At TSL, we have used the GM method to move immune receptors against potato late blight from wild relatives of potato into the market-favoured variety Maris Piper. The resulting lines are essentially completely immune to all known races of late blight, have improved tuber properties, and yield indistinguishably from Maris Piper. In order for the UK to take advantage of the disease resistance of these new lines ("the blight resistant potatoes to feed the world"), we need reform of regulation governing crops improved by using GM as well as GE methods. We also need to communicate the merits of growing a blight-resistant GM potato in the UK with regards to how it benefits our biodiversity, the national economy, local farmers and consumers themselves.

Current GM regulations imported from the EU unhelpfully restrict the innovation required to address the huge challenge of sustainable increases in crop productivity while minimizing environmental collateral damage. We should therefore reconsider the GM regulations we imported from the EU. The regulations should ensure public health and environmental impact issues have been evaluated for each GM event. This needs to be conducted rationally, based on plausible scenarios (e.g. does a new potato variety carry elevated steroidal glycoalkaloids?) rather than addressing every conceivable "unknown unknown".

Existing regulations fail to balance the consequences of adopting an innovation (e.g. genetic control of crop diseases) with the consequences of NOT adopting it (continued spraying of agrichemicals).

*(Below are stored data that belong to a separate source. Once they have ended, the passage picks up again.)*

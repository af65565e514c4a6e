use super::*;
use std::io::Cursor;

fn key(code: KeyCode) -> KeyEvent {
    KeyEvent::new(code, KeyModifiers::NONE)
}

fn ctrl(c: char) -> KeyEvent {
    KeyEvent::new(KeyCode::Char(c), KeyModifiers::CONTROL)
}

#[test]
fn test_line_source_reads_access_then_secret() {
    let mut source = LineSecretSource::new(Cursor::new("AKIA-123\nsuper/secret==\n"));
    let creds = Credentials::read_from(&mut source).unwrap();
    assert_eq!(creds.access_key, "AKIA-123");
    assert_eq!(creds.secret_key, "super/secret==");
}

#[test]
fn test_line_source_strips_crlf_and_keeps_inner_spaces() {
    let mut source = LineSecretSource::new(Cursor::new("key with space\r\nlast-line-no-newline"));
    assert_eq!(
        source.read_secret(ACCESS_KEY_PROMPT, "access key").unwrap(),
        "key with space"
    );
    assert_eq!(
        source.read_secret(SECRET_KEY_PROMPT, "secret key").unwrap(),
        "last-line-no-newline"
    );
}

#[test]
fn test_line_source_only_consumes_two_lines() {
    let mut reader = Cursor::new("a\nb\nleftover\n");
    {
        let mut source = LineSecretSource::new(&mut reader);
        Credentials::read_from(&mut source).unwrap();
    }
    let mut rest = String::new();
    reader.read_line(&mut rest).unwrap();
    assert_eq!(rest, "leftover\n");
}

#[test]
fn test_line_source_exhausted_input() {
    let mut source = LineSecretSource::new(Cursor::new("only-access-key\n"));
    let err = Credentials::read_from(&mut source).unwrap_err();
    assert!(matches!(err, SecretError::Exhausted { what: "secret key" }));
    assert_eq!(err.to_string(), "no more input while reading secret key");
}

#[test]
fn test_line_source_rejects_empty_secret() {
    let mut source = LineSecretSource::new(Cursor::new("\nsecret\n"));
    let err = Credentials::read_from(&mut source).unwrap_err();
    assert!(matches!(err, SecretError::Empty { what: "access key" }));
}

#[test]
fn test_credentials_debug_is_redacted() {
    let creds = Credentials {
        access_key: "visible-access".to_string(),
        secret_key: "visible-secret".to_string(),
    };
    let debug = format!("{:?}", creds);
    assert!(!debug.contains("visible-access"));
    assert!(!debug.contains("visible-secret"));
    assert!(debug.contains("<redacted>"));
}

#[test]
fn test_apply_key_builds_and_edits_secret() {
    let mut secret = String::new();
    for c in "abcd".chars() {
        assert_eq!(apply_key(&mut secret, key(KeyCode::Char(c))), KeyOutcome::Continue);
    }
    apply_key(&mut secret, key(KeyCode::Backspace));
    assert_eq!(secret, "abc");
    assert_eq!(apply_key(&mut secret, key(KeyCode::Enter)), KeyOutcome::Submit);
    assert_eq!(secret, "abc");
}

#[test]
fn test_apply_key_control_sequences() {
    let mut secret = "typed".to_string();
    assert_eq!(apply_key(&mut secret, ctrl('u')), KeyOutcome::Continue);
    assert!(secret.is_empty());
    assert_eq!(apply_key(&mut secret, ctrl('c')), KeyOutcome::Cancel);
    assert_eq!(apply_key(&mut secret, ctrl('d')), KeyOutcome::Cancel);
    assert_eq!(apply_key(&mut secret, key(KeyCode::Esc)), KeyOutcome::Cancel);
    // Modified characters are not part of the secret.
    apply_key(&mut secret, ctrl('x'));
    assert!(secret.is_empty());
}

#[test]
fn test_apply_key_ignores_navigation() {
    let mut secret = "ab".to_string();
    apply_key(&mut secret, key(KeyCode::Left));
    apply_key(&mut secret, key(KeyCode::Tab));
    assert_eq!(secret, "ab");
}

It would be helpful to factor that in. Furthermore, many agrichemicals such as neonicotinoids for aphid control or methyl bromide fumigation for nematode control are becoming more restricted in or removed from use. Thus, genetic resistance in our crop plants to aphid transmitted viruses and to nematodes is becoming of increased importance. If GM regulations were trait-based and considered ‘case-by-case’, the benefits of adopting a specific trait could be clearly justified against the consequences of continuing with increasingly vulnerable crops.

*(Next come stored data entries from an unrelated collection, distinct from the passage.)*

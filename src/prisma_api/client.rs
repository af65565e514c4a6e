//! Blocking HTTP client for the Prisma Cloud API.

use super::error::ApiError;
use super::types::{
    AccountGroup, LoginRequest, LoginResponse, Token, UsageQuery, UsageResponse,
    ACCOUNT_GROUPS_ENDPOINT, LOGIN_ENDPOINT, USAGE_ENDPOINT,
};
use crate::secrets::Credentials;
use serde::de::DeserializeOwned;
use std::time::Duration;

const API_TIMEOUT: Duration = Duration::from_secs(15);
const AUTH_HEADER: &str = "x-redlock-auth";
const JSON_CONTENT_TYPE: &str = "application/json; charset=UTF-8";

/// The read side of the API the billing report needs.
pub trait UsageApi {
    fn list_account_groups(&self) -> Result<Vec<AccountGroup>, ApiError>;

    fn usage_series(&self, query: &UsageQuery) -> Result<UsageResponse, ApiError>;
}

pub struct PrismaClient {
    agent: ureq::Agent,
    base_url: String,
    token: Option<Token>,
}

impl PrismaClient {
    /// Client for `https://<api_host>`.
    pub fn new(api_host: &str) -> Self {
        Self::with_base_url(format!("https://{}", api_host))
    }

    /// Client for an explicit scheme + authority, e.g. `http://127.0.0.1:8080`.
    pub fn with_base_url(base_url: impl Into<String>) -> Self {
        let agent: ureq::Agent = ureq::Agent::config_builder()
            .timeout_global(Some(API_TIMEOUT))
            .build()
            .into();
        Self {
            agent,
            base_url: base_url.into().trim_end_matches('/').to_string(),
            token: None,
        }
    }

    pub fn base_url(&self) -> &str {
        &self.base_url
    }

    fn url(&self, endpoint: &str) -> String {
        format!("{}{}", self.base_url, endpoint)
    }

    /// Logs in with the access key / secret key. The token is kept for every
    /// later call made through this client.
    pub fn authenticate(&mut self, credentials: &Credentials) -> Result<Token, ApiError> {
        let payload = serde_json::to_string(&LoginRequest {
            username: &credentials.access_key,
            password: &credentials.secret_key,
        })
        .map_err(|e| ApiError::UnexpectedResponse {
            endpoint: LOGIN_ENDPOINT.to_string(),
            detail: format!("could not encode login request: {}", e),
        })?;

        tracing::debug!(url = %self.url(LOGIN_ENDPOINT), "logging in");
        let body = self
            .agent
            .post(self.url(LOGIN_ENDPOINT).as_str())
            .header("Content-Type", JSON_CONTENT_TYPE)
            .send(&payload)
            .map_err(|e| ApiError::from_transport(LOGIN_ENDPOINT, e))?
            .body_mut()
            .read_to_string()
            .map_err(|e| ApiError::from_transport(LOGIN_ENDPOINT, e))?;

        let response: LoginResponse = decode(LOGIN_ENDPOINT, &body)?;
        let token = match response.token {
            Some(token) if !token.trim().is_empty() => Token::new(token),
            _ => {
                return Err(ApiError::Authentication {
                    reason: "login response did not contain a token".to_string(),
                })
            }
        };

        tracing::info!("authenticated against {}", self.base_url);
        self.token = Some(token.clone());
        Ok(token)
    }

    fn token(&self) -> Result<&str, ApiError> {
        self.token
            .as_ref()
            .map(Token::as_str)
            .ok_or_else(|| ApiError::Authentication {
                reason: "not logged in".to_string(),
            })
    }
}

impl UsageApi for PrismaClient {
    fn list_account_groups(&self) -> Result<Vec<AccountGroup>, ApiError> {
        let token = self.token()?;
        tracing::debug!(endpoint = ACCOUNT_GROUPS_ENDPOINT, "listing account groups");
        let body = self
            .agent
            .get(self.url(ACCOUNT_GROUPS_ENDPOINT).as_str())
            .header(AUTH_HEADER, token)
            .call()
            .map_err(|e| ApiError::from_transport(ACCOUNT_GROUPS_ENDPOINT, e))?
            .body_mut()
            .read_to_string()
            .map_err(|e| ApiError::from_transport(ACCOUNT_GROUPS_ENDPOINT, e))?;

        let groups: Vec<AccountGroup> = decode(ACCOUNT_GROUPS_ENDPOINT, &body)?;
        tracing::debug!(count = groups.len(), "account groups listed");
        Ok(groups)
    }

    fn usage_series(&self, query: &UsageQuery) -> Result<UsageResponse, ApiError> {
        let token = self.token()?;
        let payload =
            serde_json::to_string(&query.body()).map_err(|e| ApiError::UnexpectedResponse {
                endpoint: USAGE_ENDPOINT.to_string(),
                detail: format!("could not encode usage request: {}", e),
            })?;

        tracing::debug!(
            endpoint = USAGE_ENDPOINT,
            scoped = !query.is_unscoped(),
            accounts = query.account_ids.len(),
            amount = query.time_range.amount,
            unit = ?query.time_range.unit,
            "querying license usage"
        );
        let body = self
            .agent
            .post(self.url(USAGE_ENDPOINT).as_str())
            .header("Content-Type", JSON_CONTENT_TYPE)
            .header(AUTH_HEADER, token)
            .send(&payload)
            .map_err(|e| ApiError::from_transport(USAGE_ENDPOINT, e))?
            .body_mut()
            .read_to_string()
            .map_err(|e| ApiError::from_transport(USAGE_ENDPOINT, e))?;

        decode(USAGE_ENDPOINT, &body)
    }
}

fn decode<T: DeserializeOwned>(endpoint: &str, body: &str) -> Result<T, ApiError> {
    serde_json::from_str(body).map_err(|e| ApiError::UnexpectedResponse {
        endpoint: endpoint.to_string(),
        detail: e.to_string(),
    })
}

#[cfg(test)]
#[path = "tests/client_tests.rs"]
mod tests;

Existing regulations require extensive laboratory animal feeding studies for all crop GM events; these are uninformative, are questionable on animal welfare grounds and are inconsistent with a mandate to reduce unnecessary use of live animals in research.

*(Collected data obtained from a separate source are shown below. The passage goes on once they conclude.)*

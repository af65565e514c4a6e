//! wiremock fixtures for driving the blocking client from sync tests.
//!
//! The mock server lives on its own multi-threaded runtime so it keeps
//! answering while a test thread is blocked inside a `ureq` call.

use serde_json::Value;
use tokio::runtime::Runtime;
use wiremock::matchers::{body_json, header, method, path};
use wiremock::{Mock, MockServer, Request, ResponseTemplate};

pub const TEST_TOKEN: &str = "T";

pub struct PrismaStub {
    // Dropped before the runtime so `expect` counts are verified while it still runs.
    server: MockServer,
    runtime: Runtime,
}

impl PrismaStub {
    pub fn start() -> Self {
        let runtime = tokio::runtime::Builder::new_multi_thread()
            .worker_threads(1)
            .enable_all()
            .build()
            .unwrap();
        let server = runtime.block_on(MockServer::start());
        Self { server, runtime }
    }

    pub fn base_url(&self) -> String {
        self.server.uri()
    }

    pub fn mount(&self, mock: Mock) {
        self.runtime.block_on(mock.mount(&self.server));
    }

    /// `/login` for the given credentials answers with [`TEST_TOKEN`].
    pub fn mount_login(&self, access_key: &str, secret_key: &str) {
        self.mount(
            Mock::given(method("POST"))
                .and(path("/login"))
                .and(body_json(serde_json::json!({
                    "username": access_key,
                    "password": secret_key,
                })))
                .respond_with(ResponseTemplate::new(200).set_body_json(serde_json::json!({
                    "token": TEST_TOKEN,
                    "message": "login_successful",
                }))),
        );
    }

    /// Every request received so far, in arrival order.
    pub fn received(&self) -> Vec<Request> {
        self.runtime
            .block_on(self.server.received_requests())
            .unwrap_or_default()
    }

    /// `(method, path)` of every request received so far.
    pub fn calls(&self) -> Vec<(String, String)> {
        self.received()
            .iter()
            .map(|r| (r.method.to_string(), r.url.path().to_string()))
            .collect()
    }
}

/// A mock for an authenticated call: `verb endpoint` carrying the test token.
pub fn authed(verb: &str, endpoint: &str) -> wiremock::MockBuilder {
    Mock::given(method(verb))
        .and(path(endpoint))
        .and(header("x-redlock-auth", TEST_TOKEN))
}

pub fn json_response(body: Value) -> ResponseTemplate {
    ResponseTemplate::new(200).set_body_json(body)
}

pub fn header_value<'a>(request: &'a Request, name: &str) -> Option<&'a str> {
    request.headers.get(name).and_then(|v| v.to_str().ok())
}

pub fn body_value(request: &Request) -> Value {
    serde_json::from_slice(&request.body).unwrap_or(Value::Null)
}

The regulation of GM events should be based on scenarios for harm (to health or environment) that are based on realistic, well-defined and validated biological mechanisms, rather than fear of "unknown unknowns". The precautionary principle is based on the possibility that there might be "unknown bad scenarios that we don't even know we don't know about". This philosophy is no longer appropriate for the use of a method that has been extant for 38 years, has been used in crops and in the human and animal food chain for 26 years, and that has been used in thousands of labs worldwide for research purposes over the last 35 years. We now know an enormous amount about the use of this method.

In the future, any application of the precautionary principle, based on acknowledgement of incomplete knowledge, should be accompanied by an exit strategy. Such an exit strategy should be in the form of a post-cautionary principle that reviews regulations at defined intervals and assesses if they continue to be appropriate. We therefore welcome the current consultation and encourage regular reviews whatever the outcome.

DEFRA should carefully study the revised GM regulations that will apply in the US from 6th April 2021 (APHIS SECURE).

https://www.aphis.usda.gov/aphis/ourfocus/biotechnology/biotech-rule-revision#:~:text=The%20SECURE%20rule%2C%20which%20stands,they%20were%20established%20in%201987

In this revised regulation, the stringency of regulation of both gene editing and also GM events is substantially reduced. DEFRA should consider adopting many or all these revised policies, which were formulated after extensive consultation with the US plant science community and many other stakeholders.

This statement reflects TSL’s submission to the UK DEFRA consultation on the Regulation of Genetic Technologies, March 2021.